2016 计蒜之道 百度帐号的选取方案 (中等)(kmp、dp)

题意:

$字符串的循环次数:由某个子串形成字符串的最多重复次数$
$给定L\le 10^3的字符串,现从中选取2个不相交的子串,使得2个子串循环次数相同$
$问方法数$

分析:

$根据kmp的nxt数组,字符串的最小Cycle = l-nxt[l]$
$字符串的最大循环次数Times=l \% Cycle ? 1:l/Cycle$
$直接做l次求nxt就可以得到p[l][r]:=s[l\cdots r]子串的循环次数$
$预处理f[i][p]:=以i开头,且循环次数为p的子串个数$
$然后我们枚举左边的这个子串s[l][r],累加右边suf[r+1][p[l][r]]就可以了$
$预处理复杂度O(n^2),dp也是O(n^2),总复杂度O(n^2)$

代码:

//
//  Created by TaoSama on 2016-06-05
//  Copyright (c) 2016 TaoSama.

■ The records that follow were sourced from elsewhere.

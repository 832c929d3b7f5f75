//! Building routines by hand
//!
//! Most callers compose steps with [`SequenceBuilder`](crate::SequenceBuilder); these
//! helpers cover routines that need their own control flow.

mod func;

pub use func::{FromFn, Waits, from_fn, waits};
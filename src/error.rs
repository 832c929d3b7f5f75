//! Errors surfaced by tasks and configuration.

use std::error::Error as StdError;

/// Boxed error carried out of caller-supplied steps.
pub type BoxError = Box<dyn StdError + Send + Sync + 'static>;

/// Final value of a cooperative task.
pub type TaskResult = Result<(), TaskError>;

/// Failure reported by a task to the host scheduler.
///
/// The sequencer never recovers from these; they surface through whatever the
/// host does with a failed task.
#[derive(Debug, thiserror::Error)]
pub enum TaskError {
    /// A fallible action at `index` in a composed sequence returned an error.
    #[error("sequence step {index} failed")]
    Step {
        index: usize,
        #[source]
        source: BoxError,
    },

    /// A hand-written routine gave up.
    #[error("routine failed")]
    Routine(#[source] BoxError),
}

impl TaskError {
    pub fn routine<E>(err: E) -> Self
    where
        E: Into<BoxError>,
    {
        TaskError::Routine(err.into())
    }
}

/// Rejected configuration.
#[derive(Debug, thiserror::Error)]
pub enum ConfigError {
    #[error("{field} must be finite and non-negative, got {value}")]
    OutOfRange { field: &'static str, value: f64 },

    #[error(transparent)]
    Extract(#[from] Box<figment::Error>),
}

impl From<figment::Error> for ConfigError {
    fn from(err: figment::Error) -> Self {
        ConfigError::Extract(Box::new(err))
    }
}
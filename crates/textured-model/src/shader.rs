//! The material shader extended with one diffuse texture.

use bytemuck::{Pod, Zeroable};
use common::gfx::*;
use common::math::*;
use common::model::MeshData;

#[derive(Debug, Clone, Copy, PartialEq, Pod, Zeroable)]
#[repr(C)]
pub struct TexturedVertex {
    pub position: Vec3,
    one: f32,
    pub normal: Vec3,
    zero: f32,
    pub uv: Vec2,
}

impl TexturedVertex {
    pub fn new(position: Vec3, normal: Vec3, uv: Vec2) -> Self {
        Self {
            position,
            one: 1.0,
            normal,
            zero: 0.0,
            uv,
        }
    }

    pub fn from_mesh(mesh: &MeshData) -> Vec<Self> {
        mesh.positions
            .iter()
            .zip(&mesh.normals)
            .zip(&mesh.texcoords)
            .map(|((&position, &normal), &uv)| Self::new(position, normal, uv))
            .collect()
    }
}

impl Vertex for TexturedVertex {
    const LAYOUT: &'static [InputElement] = &[
        InputElement {
            semantic: c"POSITION",
            format: VertexFormat::Float32x4,
            offset: 0,
        },
        InputElement {
            semantic: c"NORMAL",
            format: VertexFormat::Float32x4,
            offset: 16,
        },
        InputElement {
            semantic: c"TEXCOORD",
            format: VertexFormat::Float32x2,
            offset: 32,
        },
    ];
}

pub type TexturedCall<D> = RenderCall<D, TexturedVertex>;

pub struct TexturedShader<D: GraphicsDevice> {
    constants: SceneConstants<D>,
    program: Option<ShaderProgram<D>>,
    sampler: Option<D::Sampler>,
    texture: Option<Texture<D>>,
}

impl<D: GraphicsDevice> Default for TexturedShader<D> {
    fn default() -> Self {
        Self::new()
    }
}

impl<D: GraphicsDevice> TexturedShader<D> {
    pub const NAME: &'static str = "TexturedShader";

    pub fn new() -> Self {
        Self {
            constants: SceneConstants::new(),
            program: None,
            sampler: None,
            texture: None,
        }
    }

    pub fn initialize(&mut self, device: &D) -> Result<(), ShaderError> {
        self.initialize_from(device, &ShaderPaths::compiled(Self::NAME))
    }

    pub fn initialize_from(&mut self, device: &D, paths: &ShaderPaths) -> Result<(), ShaderError> {
        let program = ShaderProgram::load(device, paths, TexturedVertex::LAYOUT, &mut self.constants)
            .inspect_err(|e| log::error!("Failed to initialize {}: {e}", Self::NAME))?;
        let sampler = device
            .create_sampler()
            .inspect_err(|e| log::error!("Failed to create the {} sampler: {e}", Self::NAME))?;

        self.program = Some(program);
        self.sampler = Some(sampler);

        log::info!("Initialized {}", Self::NAME);
        Ok(())
    }

    pub fn is_initialized(&self) -> bool {
        self.program.is_some() && self.sampler.is_some()
    }

    /// Sampled at `t0` by every following render.
    pub fn set_texture(&mut self, texture: &Texture<D>) {
        self.texture = Some(texture.clone());
    }

    pub fn render<C>(&mut self, context: &mut C, call: &TexturedCall<D>) -> Result<(), ShaderError>
    where
        C: GraphicsContext<Device = D>,
    {
        let (Some(program), Some(sampler)) = (&self.program, &self.sampler) else {
            return Err(ShaderError::NotInitialized);
        };
        let texture = self.texture.as_ref().ok_or(ShaderError::MissingTexture)?;

        program.bind(context);
        context.set_ps_texture(0, texture.handle(), sampler);

        self.constants
            .sync_and_bind(context)
            .inspect_err(|e| log::error!("Failed to update {} constants: {e}", Self::NAME))?;

        call.draw(context);
        Ok(())
    }
}

impl<D: GraphicsDevice> LitShader<D> for TexturedShader<D> {
    fn constants(&self) -> &SceneConstants<D> {
        &self.constants
    }

    fn constants_mut(&mut self) -> &mut SceneConstants<D> {
        &mut self.constants
    }
}
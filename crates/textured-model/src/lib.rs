pub mod app;
pub mod shader;
pub mod textured_model;

pub use app::UVTexturedDemo;
pub use shader::{TexturedCall, TexturedShader, TexturedVertex};
pub use textured_model::TexturedModel;
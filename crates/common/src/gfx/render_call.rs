use std::marker::PhantomData;

use bytemuck::Pod;

use super::device::{DeviceError, GraphicsContext, GraphicsDevice, InputElement, ResourceKind};

/// Interleaved vertex format understood by one shader.
pub trait Vertex: Pod {
    const LAYOUT: &'static [InputElement];
}

/// Geometry uploaded once and drawn many times. Typed by its vertex so it can
/// only be handed to the shader that understands that layout.
pub struct RenderCall<D: GraphicsDevice, V> {
    vertex_buffer: D::Buffer,
    index_buffer: D::Buffer,
    vertex_count: u32,
    index_count: u32,
    _vertex: PhantomData<fn() -> V>,
}

impl<D: GraphicsDevice, V> Clone for RenderCall<D, V> {
    fn clone(&self) -> Self {
        Self {
            vertex_buffer: self.vertex_buffer.clone(),
            index_buffer: self.index_buffer.clone(),
            vertex_count: self.vertex_count,
            index_count: self.index_count,
            _vertex: PhantomData,
        }
    }
}

impl<D: GraphicsDevice, V: Vertex> RenderCall<D, V> {
    pub fn new(device: &D, vertices: &[V], indices: &[u32]) -> Result<Self, DeviceError> {
        if vertices.is_empty() {
            return Err(DeviceError::EmptyData(ResourceKind::VertexBuffer));
        }
        if indices.is_empty() {
            return Err(DeviceError::EmptyData(ResourceKind::IndexBuffer));
        }
        let vertex_count = element_count(ResourceKind::VertexBuffer, vertices.len())?;
        let index_count = element_count(ResourceKind::IndexBuffer, indices.len())?;

        let vertex_buffer =
            device.create_vertex_buffer(bytemuck::cast_slice(vertices), "render call vertices")?;
        let index_buffer =
            device.create_index_buffer(bytemuck::cast_slice(indices), "render call indices")?;

        Ok(Self {
            vertex_buffer,
            index_buffer,
            vertex_count,
            index_count,
            _vertex: PhantomData,
        })
    }

    const STRIDE: u32 = {
        assert!(std::mem::size_of::<V>() <= u32::MAX as usize);
        std::mem::size_of::<V>() as u32
    };

    pub fn stride() -> u32 {
        Self::STRIDE
    }

    pub fn vertex_count(&self) -> u32 {
        self.vertex_count
    }

    pub fn index_count(&self) -> u32 {
        self.index_count
    }

    /// Binds the geometry and issues one indexed triangle-list draw.
    pub fn draw<C: GraphicsContext<Device = D>>(&self, context: &mut C) {
        context.set_vertex_buffer(&self.vertex_buffer, Self::stride());
        context.set_index_buffer(&self.index_buffer);
        context.draw_indexed(self.index_count);
    }
}

fn element_count(kind: ResourceKind, count: usize) -> Result<u32, DeviceError> {
    u32::try_from(count).map_err(|_| DeviceError::TooManyElements { kind, count })
}

#[cfg(test)]
mod tests {
    use super::*;
    use crate::gfx::device::VertexFormat;
    use crate::gfx::headless::{Command, HeadlessContext, HeadlessDevice};
    use bytemuck::Zeroable;

    #[derive(Debug, Clone, Copy, Pod, Zeroable)]
    #[repr(C)]
    struct Point([f32; 4]);

    impl Vertex for Point {
        const LAYOUT: &'static [InputElement] = &[InputElement {
            semantic: c"POSITION",
            format: VertexFormat::Float32x4,
            offset: 0,
        }];
    }

    #[test]
    fn counts_are_preserved() {
        let device = HeadlessDevice::new();
        let vertices = [Point([0.0; 4]); 5];
        let indices = [0, 1, 2, 2, 3, 4, 4, 1, 0];
        let call = RenderCall::<_, Point>::new(&device, &vertices, &indices).unwrap();

        assert_eq!(call.vertex_count(), 5);
        assert_eq!(call.index_count(), 9);

        let sizes: Vec<usize> = device.created().iter().map(|(h, _)| h.size).collect();
        assert_eq!(sizes, vec![5 * 16, 9 * 4]);
    }

    #[test]
    fn empty_geometry_is_rejected() {
        let device = HeadlessDevice::new();
        assert!(matches!(
            RenderCall::<_, Point>::new(&device, &[], &[0]),
            Err(DeviceError::EmptyData(ResourceKind::VertexBuffer))
        ));
        assert!(matches!(
            RenderCall::new(&device, &[Point([0.0; 4])], &[]),
            Err(DeviceError::EmptyData(ResourceKind::IndexBuffer))
        ));
        assert!(device.created().is_empty());
    }

    #[test]
    #[cfg(target_pointer_width = "64")]
    fn counts_beyond_u32_are_rejected() {
        let count = u32::MAX as usize + 1;
        assert!(matches!(
            element_count(ResourceKind::IndexBuffer, count),
            Err(DeviceError::TooManyElements {
                kind: ResourceKind::IndexBuffer,
                count: c,
            }) if c == count
        ));
        assert_eq!(element_count(ResourceKind::VertexBuffer, 7).unwrap(), 7);
    }

    #[test]
    fn draw_binds_and_draws() {
        let device = HeadlessDevice::new();
        let call = RenderCall::new(&device, &[Point([0.0; 4]); 3], &[0, 1, 2]).unwrap();
        let mut context = HeadlessContext::new();
        call.draw(&mut context);

        assert!(matches!(
            context.commands(),
            [
                Command::SetVertexBuffer { stride: 16, .. },
                Command::SetIndexBuffer { .. },
                Command::DrawIndexed { index_count: 3 },
            ]
        ));
    }
}
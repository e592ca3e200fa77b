use std::ffi::CStr;
use std::fmt;

use super::texture::TextureData;
use crate::color::Color;

#[derive(Debug, Clone, Copy, PartialEq, Eq, Hash)]
pub enum ResourceKind {
    VertexBuffer,
    IndexBuffer,
    ConstantBuffer,
    VertexShader,
    PixelShader,
    InputLayout,
    Texture,
    Sampler,
}

impl fmt::Display for ResourceKind {
    fn fmt(&self, f: &mut fmt::Formatter<'_>) -> fmt::Result {
        let name = match self {
            ResourceKind::VertexBuffer => "vertex buffer",
            ResourceKind::IndexBuffer => "index buffer",
            ResourceKind::ConstantBuffer => "constant buffer",
            ResourceKind::VertexShader => "vertex shader",
            ResourceKind::PixelShader => "pixel shader",
            ResourceKind::InputLayout => "input layout",
            ResourceKind::Texture => "texture",
            ResourceKind::Sampler => "sampler",
        };
        f.write_str(name)
    }
}

#[derive(Debug, thiserror::Error)]
pub enum DeviceError {
    #[error("failed to create {kind}: {message}")]
    Create { kind: ResourceKind, message: String },
    #[error("failed to map buffer for writing: {0}")]
    Map(String),
    #[error("{size} bytes do not fit into a {capacity} byte buffer")]
    Oversize { size: usize, capacity: usize },
    #[error("cannot create an empty {0}")]
    EmptyData(ResourceKind),
    #[error("{count} elements are too many for one {kind}")]
    TooManyElements { kind: ResourceKind, count: usize },
}

#[derive(Debug, Clone, Copy, PartialEq, Eq)]
pub enum VertexFormat {
    Float32x2,
    Float32x4,
}

impl VertexFormat {
    pub fn size(self) -> u32 {
        match self {
            VertexFormat::Float32x2 => 8,
            VertexFormat::Float32x4 => 16,
        }
    }
}

/// One attribute of an interleaved vertex, read from input slot 0.
#[derive(Debug, Clone, Copy, PartialEq, Eq)]
pub struct InputElement {
    pub semantic: &'static CStr,
    pub format: VertexFormat,
    pub offset: u32,
}

/// Creates GPU resources. Unlike the context it does not touch pipeline state.
pub trait GraphicsDevice {
    type Buffer: Clone + fmt::Debug;
    type VertexShader: Clone;
    type PixelShader: Clone;
    type InputLayout: Clone;
    type Texture: Clone;
    type Sampler: Clone;

    /// Immutable buffer initialized with `data`.
    fn create_vertex_buffer(&self, data: &[u8], label: &str) -> Result<Self::Buffer, DeviceError>;
    fn create_index_buffer(&self, data: &[u8], label: &str) -> Result<Self::Buffer, DeviceError>;
    /// Dynamic buffer that the CPU rewrites as a whole.
    fn create_constant_buffer(&self, size: usize, label: &str)
        -> Result<Self::Buffer, DeviceError>;

    fn create_vertex_shader(&self, bytecode: &[u8]) -> Result<Self::VertexShader, DeviceError>;
    fn create_pixel_shader(&self, bytecode: &[u8]) -> Result<Self::PixelShader, DeviceError>;
    fn create_input_layout(
        &self,
        elements: &[InputElement],
        vs_bytecode: &[u8],
    ) -> Result<Self::InputLayout, DeviceError>;

    fn create_texture(&self, data: &TextureData) -> Result<Self::Texture, DeviceError>;
    fn create_sampler(&self) -> Result<Self::Sampler, DeviceError>;
}

pub type Buffer<D> = <D as GraphicsDevice>::Buffer;

/// Pipeline binding and draw submission. Not meant to be shared between threads.
pub trait GraphicsContext {
    type Device: GraphicsDevice;

    /// Replaces the whole content of a constant buffer (map, copy, unmap).
    fn update_buffer(&mut self, buffer: &Buffer<Self::Device>, data: &[u8])
        -> Result<(), DeviceError>;

    fn set_pipeline(
        &mut self,
        vertex_shader: &<Self::Device as GraphicsDevice>::VertexShader,
        pixel_shader: &<Self::Device as GraphicsDevice>::PixelShader,
        input_layout: &<Self::Device as GraphicsDevice>::InputLayout,
    );

    fn set_vs_constant_buffers(&mut self, start_slot: u32, buffers: &[&Buffer<Self::Device>]);
    fn set_ps_constant_buffers(&mut self, start_slot: u32, buffers: &[&Buffer<Self::Device>]);

    fn set_ps_texture(
        &mut self,
        slot: u32,
        texture: &<Self::Device as GraphicsDevice>::Texture,
        sampler: &<Self::Device as GraphicsDevice>::Sampler,
    );

    fn set_vertex_buffer(&mut self, buffer: &Buffer<Self::Device>, stride: u32);
    /// Binds 32-bit indices.
    fn set_index_buffer(&mut self, buffer: &Buffer<Self::Device>);

    /// Draws a triangle list from the bound buffers.
    fn draw_indexed(&mut self, index_count: u32);

    fn clear(&mut self, color: Color);
}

All rights reserved.
//
#pragma comment(linker, "/STACK:102400000,102400000")
#include <algorithm>
#include <cctype>
#include <cmath>
#include <cstdio>
#include <cstdlib>
#include <cstring>
#include <ctime>
#include <iomanip>
#include <iostream>
#include <map>
#include <queue>
#include <string>
#include <set>
#include <vector>

using namespace std;
#define pr(x) cout << #x << " = " << x << "  "
#define prln(x) cout << #x << " = " << x << endl
const int N = 1e3 + 10, INF = 0x3f3f3f3f, MOD = 1e9 + 7;

char s[N];
int n, nxt[N], p[N][N];
typedef long long LL;
LL suf[N][N];

void getNxt(int st) {
    nxt[st] = st - 1;
    for(int i = st, j = st - 1; i < n;) {
        if(j == st - 1 || s[i] == s[j]) nxt[++i] = ++j;
        else j = nxt[j];
    }
}

int getTimes(int l, int r) {
    int len = r - l, cycle = len - (nxt[r] - l);
    return len % cycle ? 1 : len / cycle;
}

int main() {
#ifdef LOCAL
    freopen("C:\\Users\\TaoSama\\Desktop\\in.txt", "r", stdin);
//  freopen("C:\\Users\\TaoSama\\Desktop\\out.txt","w",stdout);
#endif
    ios_base::sync_with_stdio(0);
    clock_t _ = clock();

    while(scanf("%s", s) == 1) {
        n = strlen(s);
        memset(suf, 0, sizeof suf);
        for(int i = 0; i < n; ++i) {
            getNxt(i);
            for(int j = i; j < n; ++j) {
                p[i][j] = getTimes(i, j + 1);
                ++suf[i][p[i][j]];
            }
        }
        for(int i = n - 1; ~i; --i)
            for(int j = 1; j <= n; ++j)
                suf[i][j] += suf[i + 1][j];

        LL ans = 0;
        for(int i = 0; i < n; ++i)
            for(int j = i; j < n; ++j)
                ans += suf[j + 1][p[i][j]];
        printf("%lld\n", ans);
    }

#ifdef LOCAL
    printf("\nTime cost: %.2fs\n", 1.0 * (clock() - _) / CLOCKS_PER_SEC);
#endif
    return 0;
}